Como afirmó una analista, «hoy te puedes alegrar porque no le otorgaron el derecho a otro que tú considerabas incorrecto, sea matrimonio igualitario, el aborto, u otro; pero mañana vendrán por un derecho que te resulta importante, y entonces querrás la simpatía y el apoyo de quienes ayer le negaste el tuyo».

El asunto se vuelve tan grave, que el medio estadounidense New Lines Magazine no temió en titular un artículo reciente como La guerra norteamericana contra la mujer.

En él se puede leer: «cuando la Corte Suprema de Estados Unidos derogó la defensa federal al derecho al aborto, revirtiendo décadas de cuidado reproductivo, las mujeres alrededor del mundo sintieron la amenaza inmediata a sus opciones personales y bienestar, lo suficientemente cercano como para marchar en las calles y exigir protección de la ola oscurantista de misoginia que parece haber caído sobre la mujer norteamericana».

La intolerancia es un arma política. El expresidente de ese país se refirió a una periodista que le desagradaba por sus posiciones, como un ser que sangraba «por allá abajo».

En un juicio tan publicitado como el de Johnny Deep y Amber Heard, proyectado hasta la saciedad por cuanto medio existe, se tomó, desde una instancia concreta y particular de abuso, como justificación de la derecha más intolerante, para abogar contra los derechos de la mujer y contra los avances que en protección de las mujeres víctimas de la violencia se han alcanzado en diversas sociedades.

La imagen de la mujer independiente, como amenaza vampírica y diabólica contra la sociedad, ha regresado en no poca medida montada en la campaña alrededor del juicio.

Quienes crean que somos ajenos a estos fenómenos, que no se engañen, no lo somos. Solo hay que ver las campañas de odio desatadas contra la propuesta del nuevo Código de las Familias.

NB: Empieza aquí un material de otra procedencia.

//! Spreadsheet import: workbook bytes in, stored records out.
//!
//! The pipeline runs in a fixed order: [`parse_sheet`], [`normalize_rows`],
//! [`merge_manual_entry`], [`validate_batch`], [`persist`]. Validation is
//! deliberately narrow and only looks at the first row.

use crate::errors::ImportError;
use crate::models::{ManualEntry, NewRecord, RawRow, Upload, coerce_number};
use crate::storage::RecordStore;
use calamine::{Data, Reader, open_workbook_auto_from_rs};
use serde_json::{Number, Value};
use std::collections::HashMap;
use std::io::Cursor;
use std::sync::Arc;
use tokio::task::JoinSet;
use tracing::{error, info, warn};

#[derive(Debug, Clone, PartialEq, Eq)]
pub struct ImportSummary {
    pub imported: usize,
}

/// Runs the whole import for one upload.
pub async fn run_import(
    store: Arc<dyn RecordStore>,
    upload: Upload,
) -> Result<ImportSummary, ImportError> {
    let manual = upload.manual.filter(ManualEntry::is_complete);
    if upload.file.is_none() && manual.is_none() {
        return Err(ImportError::Rejected("No file uploaded".to_string()));
    }

    let rows = match upload.file {
        Some(bytes) => parse_sheet(&bytes)?,
        None => Vec::new(),
    };
    info!(rows = rows.len(), "parsed uploaded sheet");

    let rows = normalize_rows(rows);
    let rows = merge_manual_entry(rows, manual.as_ref());
    validate_batch(&rows)?;

    let imported = persist(store, rows).await?;
    info!(imported, "import complete");
    Ok(ImportSummary { imported })
}

/// Decodes the first sheet of a workbook into header-keyed rows.
pub fn parse_sheet(bytes: &[u8]) -> Result<Vec<RawRow>, ImportError> {
    let mut workbook = open_workbook_auto_from_rs(Cursor::new(bytes))
        .map_err(|err| ImportError::Format(format!("Unreadable workbook: {err}")))?;

    let sheet_name = workbook
        .sheet_names()
        .first()
        .cloned()
        .ok_or_else(|| ImportError::Format("Workbook contains no sheets".to_string()))?;

    let range = workbook
        .worksheet_range(&sheet_name)
        .map_err(|err| ImportError::Format(format!("Unreadable sheet {sheet_name}: {err}")))?;

    let mut lines = range.rows();
    let headers = match lines.next() {
        Some(header_cells) => header_names(header_cells),
        None => return Ok(Vec::new()),
    };

    let rows = lines
        .filter_map(|cells| {
            let mut row = RawRow::new();
            for (header, cell) in headers.iter().zip(cells) {
                if let Some(value) = cell_value(cell) {
                    row.insert(header.clone(), value);
                }
            }
            (!row.is_empty()).then_some(row)
        })
        .collect();

    Ok(rows)
}

fn header_names(cells: &[Data]) -> Vec<String> {
    let mut seen: HashMap<String, usize> = HashMap::new();
    cells
        .iter()
        .map(|cell| {
            let base = match cell.to_string() {
                name if name.is_empty() => "__EMPTY".to_string(),
                name => name,
            };
            let count = seen.entry(base.clone()).or_insert(0);
            let name = if *count == 0 {
                base
            } else {
                format!("{base}_{count}")
            };
            *count += 1;
            name
        })
        .collect()
}

fn cell_value(cell: &Data) -> Option<Value> {
    match cell {
        Data::String(s) => Some(Value::String(s.clone())),
        Data::Int(i) => Some(Value::from(*i)),
        Data::Float(f) => Number::from_f64(*f).map(Value::Number),
        Data::Bool(b) => Some(Value::Bool(*b)),
        Data::DateTime(dt) => Number::from_f64(dt.as_f64()).map(Value::Number),
        Data::DateTimeIso(s) | Data::DurationIso(s) => Some(Value::String(s.clone())),
        Data::Error(_) | Data::Empty => None,
    }
}

/// Best-effort `month/day/year` to `year-month-day` rewrite.
///
/// Anything that does not split into exactly three `/` parts is returned
/// unchanged. Non-strings yield an empty string.
pub fn normalize_date(raw: Option<&Value>) -> String {
    let Some(Value::String(raw)) = raw else {
        return String::new();
    };

    let parts: Vec<&str> = raw.split('/').collect();
    if let [month, day, year] = parts.as_slice() {
        let year = if year.chars().count() == 2 {
            format!("20{year}")
        } else {
            year.to_string()
        };
        return format!("{year}-{month:0>2}-{day:0>2}");
    }

    raw.clone()
}

pub fn normalize_rows(rows: Vec<RawRow>) -> Vec<RawRow> {
    rows.into_iter()
        .map(|mut row| {
            let date = normalize_date(row.get("date"));
            row.insert("date".to_string(), Value::String(date));
            row
        })
        .collect()
}

/// Appends the manual pair when both halves were filled in.
pub fn merge_manual_entry(mut rows: Vec<RawRow>, manual: Option<&ManualEntry>) -> Vec<RawRow> {
    if let Some(entry) = manual.filter(|entry| entry.is_complete()) {
        let mut row = RawRow::new();
        row.insert("date".to_string(), Value::String(entry.date.clone()));
        row.insert(
            "patient_data".to_string(),
            Value::String(entry.patient_data.clone()),
        );
        rows.push(row);
    }
    rows
}

/// Rejects an empty batch or one whose first row lacks a date or a count.
pub fn validate_batch(rows: &[RawRow]) -> Result<(), ImportError> {
    let Some(first) = rows.first() else {
        return Err(ImportError::Rejected(
            "Please select a date and enter the number of patients, or upload an Excel file."
                .to_string(),
        ));
    };

    if !is_truthy(first.get("date")) || !is_truthy(first.get("patient_data")) {
        return Err(ImportError::Rejected("Invalid data format".to_string()));
    }

    Ok(())
}

fn is_truthy(value: Option<&Value>) -> bool {
    match value {
        None | Some(Value::Null) => false,
        Some(Value::Bool(b)) => *b,
        Some(Value::String(s)) => !s.is_empty(),
        Some(Value::Number(n)) => n.as_f64().is_some_and(|f| f != 0.0 && !f.is_nan()),
        Some(Value::Array(_)) | Some(Value::Object(_)) => true,
    }
}

/// Converts one sheet row into an insertable record.
pub fn to_new_record(row: &RawRow) -> Result<NewRecord, String> {
    let date = match row.get("date") {
        Some(Value::String(s)) if !s.is_empty() => s.clone(),
        _ => return Err("missing date".to_string()),
    };

    let count = match row.get("patient_data") {
        None | Some(Value::Null) => return Err("missing patient_data".to_string()),
        Some(value) => coerce_number(value),
    };
    if !count.is_finite() || count < 0.0 {
        return Err(format!(
            "patient_data {} is not a non-negative number",
            row.get("patient_data").map(Value::to_string).unwrap_or_default()
        ));
    }
    // i64::MAX rounds up to 2^63 as f64, which no longer fits the column.
    if count.round() >= i64::MAX as f64 {
        return Err(format!("patient_data {count} is out of range"));
    }

    let region = match row.get("region") {
        Some(Value::String(s)) => Some(s.clone()),
        Some(Value::Number(n)) => Some(n.to_string()),
        _ => None,
    };

    Ok(NewRecord {
        date,
        patient_data: count.round() as i64,
        region,
    })
}

/// Inserts every row as its own task and waits for all of them.
///
/// There is no rollback: if any row fails the rows that made it stay in the
/// store and the whole batch is reported as failed.
pub async fn persist(store: Arc<dyn RecordStore>, rows: Vec<RawRow>) -> Result<usize, ImportError> {
    let mut tasks = JoinSet::new();
    for (index, row) in rows.into_iter().enumerate() {
        let store = Arc::clone(&store);
        tasks.spawn_blocking(move || {
            let record = to_new_record(&row).map_err(|reason| (index, reason))?;
            store.insert(&record).map_err(|err| (index, err.to_string()))
        });
    }

    let mut written = 0usize;
    let mut failures = Vec::new();
    while let Some(joined) = tasks.join_next().await {
        match joined {
            Ok(Ok(_)) => written += 1,
            Ok(Err((index, reason))) => {
                warn!("row {}: {reason}", index + 1);
                failures.push((index, format!("row {}: {reason}", index + 1)));
            }
            Err(err) => {
                error!("insert task failed: {err}");
                failures.push((usize::MAX, err.to_string()));
            }
        }
    }

    if failures.is_empty() {
        return Ok(written);
    }

    failures.sort_by_key(|(index, _)| *index);
    let failed = failures.len();
    let (_, reason) = failures.swap_remove(0);
    Err(ImportError::Persist {
        written,
        failed,
        reason,
    })
}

Las lógicas detrás de estas siguen los mismos patrones de miedo e intolerancia que vemos en EE. UU.: acusaciones de que el Código –que lo que hace es amparar un rango más amplio de derechos– es un atentado inexistente a la familia; afirmaciones, sin basamento lógico alguno, de que la ampliación del concepto de matrimonio traerá como consecuencia, no solo la destrucción de la familia, sino la homosexualización de la sociedad y la imposición de preferencias sexuales a los niños y adolescentes; falacias que pretenden generar pánico con el repetido absurdo de que la nueva ley desamparará a los hijos, argumento remedo de la infame operación de la cia que condujo, a principios de la Revolución, al envío de miles de niños y niñas a Estados Unidos, separándolos de sus familias; manipulaciones mentirosas para hacer ver que la propuesta del Código desarma a los padres en su función educadora y les elimina la capacidad de imponer la disciplina que toda educación de niños y adolescente requiere.

Los mismos detrás de tales campañas contra la propuesta del Código no se limitan en afirmar, en las redes sociales, que de lograr rechazar la propuesta, van contra el derecho de las mujeres al control natal, a afirmar como única legítima aquel modelo de familia en el cual la mujer debe estar supeditada al hombre, en sumisión incuestionable, entre otras intolerancias.

Décadas de avance en términos de justicia social y emancipadora se ponen en juego.

No hay derecho que sea tan pequeño que no merezca ser defendido. No hay derecho que sea tan insignificante que no merezca la protección legal.

Toda batalla por una sociedad más justa, emancipada e inclusiva, y con mayores derechos, es una batalla por la Revolución. No nos dejemos engañar.